— Exercise requirements —
Your answer must be the full set of entries, reproduced exactly.
***** Data for this exercise *****
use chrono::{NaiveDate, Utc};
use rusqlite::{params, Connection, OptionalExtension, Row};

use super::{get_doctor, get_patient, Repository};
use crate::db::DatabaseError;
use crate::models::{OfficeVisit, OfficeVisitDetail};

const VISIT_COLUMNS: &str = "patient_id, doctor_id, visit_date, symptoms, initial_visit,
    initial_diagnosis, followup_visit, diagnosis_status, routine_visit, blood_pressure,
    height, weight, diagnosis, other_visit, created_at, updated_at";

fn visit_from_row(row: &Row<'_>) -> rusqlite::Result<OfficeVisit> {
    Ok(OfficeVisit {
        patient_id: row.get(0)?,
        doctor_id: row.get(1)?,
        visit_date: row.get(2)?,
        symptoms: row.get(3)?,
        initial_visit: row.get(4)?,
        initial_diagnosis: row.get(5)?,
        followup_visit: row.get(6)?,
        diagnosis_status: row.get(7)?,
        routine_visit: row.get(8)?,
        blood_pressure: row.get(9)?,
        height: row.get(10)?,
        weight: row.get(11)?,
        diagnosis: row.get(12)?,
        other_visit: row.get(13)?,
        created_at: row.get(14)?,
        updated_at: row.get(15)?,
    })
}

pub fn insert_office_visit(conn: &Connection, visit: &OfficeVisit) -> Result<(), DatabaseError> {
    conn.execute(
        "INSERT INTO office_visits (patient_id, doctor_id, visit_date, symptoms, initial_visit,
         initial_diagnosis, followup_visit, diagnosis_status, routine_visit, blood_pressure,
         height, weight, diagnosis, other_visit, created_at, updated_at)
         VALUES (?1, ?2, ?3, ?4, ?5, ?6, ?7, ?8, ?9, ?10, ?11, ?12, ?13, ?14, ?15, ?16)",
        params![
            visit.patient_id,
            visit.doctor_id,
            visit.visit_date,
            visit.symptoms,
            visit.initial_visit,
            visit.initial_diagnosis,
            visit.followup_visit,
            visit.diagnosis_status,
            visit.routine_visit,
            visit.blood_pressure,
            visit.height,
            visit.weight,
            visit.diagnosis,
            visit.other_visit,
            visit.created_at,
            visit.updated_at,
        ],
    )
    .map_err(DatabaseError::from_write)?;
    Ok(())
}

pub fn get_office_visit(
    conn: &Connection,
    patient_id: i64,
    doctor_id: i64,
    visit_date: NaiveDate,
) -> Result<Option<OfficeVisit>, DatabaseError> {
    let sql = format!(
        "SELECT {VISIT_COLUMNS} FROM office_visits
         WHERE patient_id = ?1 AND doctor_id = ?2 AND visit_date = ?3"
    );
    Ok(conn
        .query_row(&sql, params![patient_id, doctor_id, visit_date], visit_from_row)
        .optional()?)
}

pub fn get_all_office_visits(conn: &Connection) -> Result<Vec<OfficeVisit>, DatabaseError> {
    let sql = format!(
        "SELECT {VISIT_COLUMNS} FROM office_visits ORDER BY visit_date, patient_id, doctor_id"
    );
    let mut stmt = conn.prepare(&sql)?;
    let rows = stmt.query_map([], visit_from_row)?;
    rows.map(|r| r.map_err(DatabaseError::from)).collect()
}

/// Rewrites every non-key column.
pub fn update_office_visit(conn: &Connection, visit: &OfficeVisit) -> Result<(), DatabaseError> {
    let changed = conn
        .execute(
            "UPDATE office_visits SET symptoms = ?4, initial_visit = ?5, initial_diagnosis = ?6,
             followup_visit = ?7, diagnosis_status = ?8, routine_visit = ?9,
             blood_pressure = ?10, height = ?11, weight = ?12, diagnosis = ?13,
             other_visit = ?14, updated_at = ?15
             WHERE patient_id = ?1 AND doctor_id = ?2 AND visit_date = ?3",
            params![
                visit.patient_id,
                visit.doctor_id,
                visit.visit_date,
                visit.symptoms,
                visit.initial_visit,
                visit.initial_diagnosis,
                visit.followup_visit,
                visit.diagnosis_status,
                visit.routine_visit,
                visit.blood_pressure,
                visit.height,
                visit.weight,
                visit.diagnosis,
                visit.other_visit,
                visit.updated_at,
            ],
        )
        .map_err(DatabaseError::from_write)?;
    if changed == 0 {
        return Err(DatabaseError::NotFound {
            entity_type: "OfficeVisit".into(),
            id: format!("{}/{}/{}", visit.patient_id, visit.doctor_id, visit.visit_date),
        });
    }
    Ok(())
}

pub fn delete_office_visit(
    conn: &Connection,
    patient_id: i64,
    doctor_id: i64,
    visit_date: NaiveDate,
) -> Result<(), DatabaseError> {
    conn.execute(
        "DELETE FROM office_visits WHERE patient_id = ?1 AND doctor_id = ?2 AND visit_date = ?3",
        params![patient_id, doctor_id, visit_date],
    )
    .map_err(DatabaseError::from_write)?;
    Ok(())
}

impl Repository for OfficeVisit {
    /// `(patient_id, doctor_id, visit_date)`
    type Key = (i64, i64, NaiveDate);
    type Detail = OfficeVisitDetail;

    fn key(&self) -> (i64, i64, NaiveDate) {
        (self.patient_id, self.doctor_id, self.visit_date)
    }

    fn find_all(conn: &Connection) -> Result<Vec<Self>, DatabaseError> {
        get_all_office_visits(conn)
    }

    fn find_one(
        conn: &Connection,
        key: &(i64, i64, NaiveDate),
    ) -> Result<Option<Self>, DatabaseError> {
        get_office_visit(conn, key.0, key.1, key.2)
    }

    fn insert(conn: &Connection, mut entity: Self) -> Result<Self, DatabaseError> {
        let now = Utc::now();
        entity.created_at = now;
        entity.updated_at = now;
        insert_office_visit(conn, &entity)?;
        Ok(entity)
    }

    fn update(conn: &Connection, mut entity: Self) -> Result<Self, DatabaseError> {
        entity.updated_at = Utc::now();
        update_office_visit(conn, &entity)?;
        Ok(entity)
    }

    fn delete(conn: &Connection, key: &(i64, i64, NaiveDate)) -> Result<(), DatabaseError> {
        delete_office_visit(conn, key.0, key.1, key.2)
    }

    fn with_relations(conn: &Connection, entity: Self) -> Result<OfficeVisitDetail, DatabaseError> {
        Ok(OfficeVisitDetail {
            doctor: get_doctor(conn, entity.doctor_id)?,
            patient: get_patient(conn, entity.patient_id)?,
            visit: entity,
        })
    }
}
*****
— Final answer —
use chrono::{NaiveDate, Utc};
use rusqlite::{params, Connection, OptionalExtension, Row};

use super::{get_doctor, get_patient, Repository};
use crate::db::DatabaseError;
use crate::models::{OfficeVisit, OfficeVisitDetail};

const VISIT_COLUMNS: &str = "patient_id, doctor_id, visit_date, symptoms, initial_visit,
    initial_diagnosis, followup_visit, diagnosis_status, routine_visit, blood_pressure,
    height, weight, diagnosis, other_visit, created_at, updated_at";

fn visit_from_row(row: &Row<'_>) -> rusqlite::Result<OfficeVisit> {
    Ok(OfficeVisit {
        patient_id: row.get(0)?,
        doctor_id: row.get(1)?,
        visit_date: row.get(2)?,
        symptoms: row.get(3)?,
        initial_visit: row.get(4)?,
        initial_diagnosis: row.get(5)?,
        followup_visit: row.get(6)?,
        diagnosis_status: row.get(7)?,
        routine_visit: row.get(8)?,
        blood_pressure: row.get(9)?,
        height: row.get(10)?,
        weight: row.get(11)?,
        diagnosis: row.get(12)?,
        other_visit: row.get(13)?,
        created_at: row.get(14)?,
        updated_at: row.get(15)?,
    })
}

pub fn insert_office_visit(conn: &Connection, visit: &OfficeVisit) -> Result<(), DatabaseError> {
    conn.execute(
        "INSERT INTO office_visits (patient_id, doctor_id, visit_date, symptoms, initial_visit,
         initial_diagnosis, followup_visit, diagnosis_status, routine_visit, blood_pressure,
         height, weight, diagnosis, other_visit, created_at, updated_at)
         VALUES (?1, ?2, ?3, ?4, ?5, ?6, ?7, ?8, ?9, ?10, ?11, ?12, ?13, ?14, ?15, ?16)",
        params![
            visit.patient_id,
            visit.doctor_id,
            visit.visit_date,
            visit.symptoms,
            visit.initial_visit,
            visit.initial_diagnosis,
            visit.followup_visit,
            visit.diagnosis_status,
            visit.routine_visit,
            visit.blood_pressure,
            visit.height,
            visit.weight,
            visit.diagnosis,
            visit.other_visit,
            visit.created_at,
            visit.updated_at,
        ],
    )
    .map_err(DatabaseError::from_write)?;
    Ok(())
}

pub fn get_office_visit(
    conn: &Connection,
    patient_id: i64,
    doctor_id: i64,
    visit_date: NaiveDate,
) -> Result<Option<OfficeVisit>, DatabaseError> {
    let sql = format!(
        "SELECT {VISIT_COLUMNS} FROM office_visits
         WHERE patient_id = ?1 AND doctor_id = ?2 AND visit_date = ?3"
    );
    Ok(conn
        .query_row(&sql, params![patient_id, doctor_id, visit_date], visit_from_row)
        .optional()?)
}

pub fn get_all_office_visits(conn: &Connection) -> Result<Vec<OfficeVisit>, DatabaseError> {
    let sql = format!(
        "SELECT {VISIT_COLUMNS} FROM office_visits ORDER BY visit_date, patient_id, doctor_id"
    );
    let mut stmt = conn.prepare(&sql)?;
    let rows = stmt.query_map([], visit_from_row)?;
    rows.map(|r| r.map_err(DatabaseError::from)).collect()
}

/// Rewrites every non-key column.
pub fn update_office_visit(conn: &Connection, visit: &OfficeVisit) -> Result<(), DatabaseError> {
    let changed = conn
        .execute(
            "UPDATE office_visits SET symptoms = ?4, initial_visit = ?5, initial_diagnosis = ?6,
             followup_visit = ?7, diagnosis_status = ?8, routine_visit = ?9,
             blood_pressure = ?10, height = ?11, weight = ?12, diagnosis = ?13,
             other_visit = ?14, updated_at = ?15
             WHERE patient_id = ?1 AND doctor_id = ?2 AND visit_date = ?3",
            params![
                visit.patient_id,
                visit.doctor_id,
                visit.visit_date,
                visit.symptoms,
                visit.initial_visit,
                visit.initial_diagnosis,
                visit.followup_visit,
                visit.diagnosis_status,
                visit.routine_visit,
                visit.blood_pressure,
                visit.height,
                visit.weight,
                visit.diagnosis,
                visit.other_visit,
                visit.updated_at,
            ],
        )
        .map_err(DatabaseError::from_write)?;
    if changed == 0 {
        return Err(DatabaseError::NotFound {
            entity_type: "OfficeVisit".into(),
            id: format!("{}/{}/{}", visit.patient_id, visit.doctor_id, visit.visit_date),
        });
    }
    Ok(())
}

pub fn delete_office_visit(
    conn: &Connection,
    patient_id: i64,
    doctor_id: i64,
    visit_date: NaiveDate,
) -> Result<(), DatabaseError> {
    conn.execute(
        "DELETE FROM office_visits WHERE patient_id = ?1 AND doctor_id = ?2 AND visit_date = ?3",
        params![patient_id, doctor_id, visit_date],
    )
    .map_err(DatabaseError::from_write)?;
    Ok(())
}

impl Repository for OfficeVisit {
    /// `(patient_id, doctor_id, visit_date)`
    type Key = (i64, i64, NaiveDate);
    type Detail = OfficeVisitDetail;

    fn key(&self) -> (i64, i64, NaiveDate) {
        (self.patient_id, self.doctor_id, self.visit_date)
    }

    fn find_all(conn: &Connection) -> Result<Vec<Self>, DatabaseError> {
        get_all_office_visits(conn)
    }

    fn find_one(
        conn: &Connection,
        key: &(i64, i64, NaiveDate),
    ) -> Result<Option<Self>, DatabaseError> {
        get_office_visit(conn, key.0, key.1, key.2)
    }

    fn insert(conn: &Connection, mut entity: Self) -> Result<Self, DatabaseError> {
        let now = Utc::now();
        entity.created_at = now;
        entity.updated_at = now;
        insert_office_visit(conn, &entity)?;
        Ok(entity)
    }

    fn update(conn: &Connection, mut entity: Self) -> Result<Self, DatabaseError> {
        entity.updated_at = Utc::now();
        update_office_visit(conn, &entity)?;
        Ok(entity)
    }

    fn delete(conn: &Connection, key: &(i64, i64, NaiveDate)) -> Result<(), DatabaseError> {
        delete_office_visit(conn, key.0, key.1, key.2)
    }

    fn with_relations(conn: &Connection, entity: Self) -> Result<OfficeVisitDetail, DatabaseError> {
        Ok(OfficeVisitDetail {
            doctor: get_doctor(conn, entity.doctor_id)?,
            patient: get_patient(conn, entity.patient_id)?,
            visit: entity,
        })
    }
}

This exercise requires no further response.